Yapp is a self-service online platform that allows users to create mobile event applications with no coding knowledge. The product was launched out of beta by its founders Maria Seidman and Luke Melia in 2012.
==History==
Yapp was founded in 2011 when co-founder Maria Seidman first attempted to look for software and tools for non-technical people to create affordable mobile apps. She realized there was not an easy way for non-technical people to create an affordable mobile app with ease. Seidman was formerly the Vice President of Digital Distribution at Warner Bros. She found partner Luke Melia through the New York CTO Club, later he wrote the first line of code for Yapp in June 2011.

In 2012, Melia and Seidman presented a working prototype of Yapp at the New York Tech Meetup. Yapp opened in private beta in March 2012 and to the public in November 2012.

The company gained early success with clients including Verizon Wireless and WorldVentures to organize training and employee events regionally for their network bootcamps and events. Later in the year it added few more clients to including EdCamp, Duke University, BlogHer, Westfield High School, X Prize Foundation, the Innovation Partnership Program, and others.
Yapp is based in New York City and is part of the Silicon Alley tech boom. The company launched with an undisclosed amount of seed funding from Kleiner Perkins, North Bridge Venture Partners, Cue Ball and other individual investors.

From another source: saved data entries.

use serde::{Deserialize, Serialize};
use std::collections::HashMap;

// ── Market data provider ────────────────────────────────────────────

/// Envelope of the global market statistics endpoint.
#[derive(Debug, Clone, PartialEq, Serialize, Deserialize)]
pub struct GlobalMarketResponse {
    pub data: GlobalMarketData,
}

#[derive(Debug, Clone, PartialEq, Serialize, Deserialize)]
pub struct GlobalMarketData {
    #[serde(default)]
    pub active_cryptocurrencies: u64,

    #[serde(default)]
    pub markets: u64,

    /// Currency code (lowercase) → total market cap
    #[serde(default)]
    pub total_market_cap: HashMap<String, f64>,

    #[serde(default)]
    pub total_volume: HashMap<String, f64>,

    /// Coin symbol (lowercase) → dominance percent
    #[serde(default)]
    pub market_cap_percentage: HashMap<String, f64>,

    #[serde(default)]
    pub market_cap_change_percentage_24h_usd: Option<f64>,

    #[serde(default)]
    pub updated_at: Option<i64>,
}

#[derive(Debug, Clone, PartialEq, Serialize, Deserialize)]
pub struct Sparkline {
    #[serde(default)]
    pub price: Vec<f64>,
}

/// One row of the coin markets list. Most numeric fields are nullable upstream.
#[derive(Debug, Clone, PartialEq, Serialize, Deserialize)]
pub struct CoinMarket {
    pub id: String,
    pub symbol: String,
    pub name: String,

    #[serde(default)]
    pub image: Option<String>,

    #[serde(default)]
    pub current_price: Option<f64>,

    #[serde(default)]
    pub market_cap: Option<f64>,

    #[serde(default)]
    pub market_cap_rank: Option<u32>,

    #[serde(default)]
    pub total_volume: Option<f64>,

    #[serde(default)]
    pub high_24h: Option<f64>,

    #[serde(default)]
    pub low_24h: Option<f64>,

    #[serde(default)]
    pub price_change_percentage_24h: Option<f64>,

    #[serde(default)]
    pub price_change_percentage_1h_in_currency: Option<f64>,

    #[serde(default)]
    pub price_change_percentage_24h_in_currency: Option<f64>,

    #[serde(default)]
    pub price_change_percentage_7d_in_currency: Option<f64>,

    #[serde(default)]
    pub sparkline_in_7d: Option<Sparkline>,
}

impl CoinMarket {
    /// 24h change, preferring the per-currency figure when it was requested.
    pub fn change_24h(&self) -> f64 {
        self.price_change_percentage_24h_in_currency
            .or(self.price_change_percentage_24h)
            .unwrap_or(0.0)
    }

    /// Latest price as a ledger quote, if the provider sent one.
    pub fn to_quote(&self) -> Option<PriceQuote> {
        self.current_price
            .map(|price| PriceQuote::new(&self.symbol, price, self.change_24h()))
    }
}

/// Latest price for one coin, as fed into the ledger.
#[derive(Debug, Clone, PartialEq, Serialize, Deserialize)]
pub struct PriceQuote {
    pub symbol: String,
    pub price: f64,
    pub change_percent_24h: f64,
}

impl PriceQuote {
    pub fn new(symbol: impl Into<String>, price: f64, change_percent_24h: f64) -> Self {
        Self {
            symbol: symbol.into().to_uppercase(),
            price,
            change_percent_24h,
        }
    }
}

// ── News provider ───────────────────────────────────────────────────

#[derive(Debug, Clone, PartialEq, Serialize, Deserialize)]
#[serde(rename_all = "camelCase")]
pub struct NewsResponse {
    pub status: String,

    #[serde(default)]
    pub total_results: u64,

    #[serde(default)]
    pub articles: Vec<NewsArticle>,

    /// Present only on error envelopes
    #[serde(default)]
    pub code: Option<String>,

    #[serde(default)]
    pub message: Option<String>,
}

#[derive(Debug, Clone, PartialEq, Serialize, Deserialize)]
pub struct NewsSource {
    #[serde(default)]
    pub id: Option<String>,
    #[serde(default)]
    pub name: Option<String>,
}

#[derive(Debug, Clone, PartialEq, Serialize, Deserialize)]
#[serde(rename_all = "camelCase")]
pub struct NewsArticle {
    pub title: String,
    pub url: String,

    #[serde(default)]
    pub source: Option<NewsSource>,

    #[serde(default)]
    pub author: Option<String>,

    #[serde(default)]
    pub description: Option<String>,

    #[serde(default)]
    pub url_to_image: Option<String>,

    #[serde(default)]
    pub published_at: Option<String>,
}
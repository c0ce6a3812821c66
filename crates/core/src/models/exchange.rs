use serde::{Deserialize, Serialize};

/// An exchange account linked to the bot platform.
#[derive(Debug, Clone, PartialEq, Serialize, Deserialize)]
pub struct ExchangeAccount {
    pub id: u64,
    pub name: String,

    #[serde(default)]
    pub exchange_name: Option<String>,

    /// Total account value in USD, sent as a decimal string
    #[serde(default)]
    pub usd_amount: Option<String>,
}

/// One currency row of an account's balance table.
#[derive(Debug, Clone, PartialEq, Serialize, Deserialize)]
pub struct AccountBalance {
    pub currency_code: String,

    #[serde(default)]
    pub currency_name: Option<String>,

    /// Units held, decimal string
    pub position: String,

    #[serde(default)]
    pub usd_value: Option<String>,

    #[serde(default)]
    pub current_price_usd: Option<String>,
}

/// Parameters for creating a simple DCA bot.
#[derive(Debug, Clone, PartialEq, Serialize, Deserialize)]
pub struct BotConfig {
    pub name: String,
    pub account_id: u64,

    /// Trading pairs in platform format, e.g. "USDT_BTC"
    pub pairs: Vec<String>,

    /// Base order volume in quote currency, decimal string
    pub base_order_volume: String,

    /// Safety order volume in quote currency, decimal string
    pub safety_order_volume: String,

    /// Take profit, percent as decimal string
    pub take_profit: String,

    pub max_safety_orders: u32,

    /// Price deviation to open safety orders, percent as decimal string
    pub safety_order_step_percentage: String,

    /// "long" or "short"
    #[serde(default = "default_strategy")]
    pub strategy: String,
}

fn default_strategy() -> String {
    "long".to_string()
}

/// A bot as returned by the platform.
#[derive(Debug, Clone, PartialEq, Serialize, Deserialize)]
pub struct Bot {
    pub id: u64,
    pub name: String,

    #[serde(default)]
    pub account_id: Option<u64>,

    #[serde(default)]
    pub is_enabled: bool,

    #[serde(default)]
    pub pairs: Vec<String>,
}
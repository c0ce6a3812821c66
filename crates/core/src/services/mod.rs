pub mod analytics_service;
pub mod chart_service;
pub mod insight_service;
pub mod ledger_service;
pub mod market_service;
pub mod order_book_service;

While originally launched as a free service, in November 2014, Yapp introduced paid service tiers called Yapp Plus. In 2014, Seidman was named Entrepreneur Magazine's Emerging Entrepreneur of the Year for her work on Yapp.

==Products==
Yapp has two major products Yapp Online Editor, a template-based editor on the web and Yapp app, hosted on users' mobile devices through the mobile app Yapp. When apps are published, they are attached to a link that can be used to download the app on a mobile device. The apps are not published to the iTunes or Google Play app stores directly and are downloaded using a shortlink generated from the online editor. Yapp's online editor and mobile app are built using Ember.js, an open-source JavaScript application framework.

==Business model==
Yapp runs a freemium model and creates white-label products for companies and organizations based on the Yapp mobile app. The apps are custom designed and maintained in the Apple and Google Play app stores by Yapp.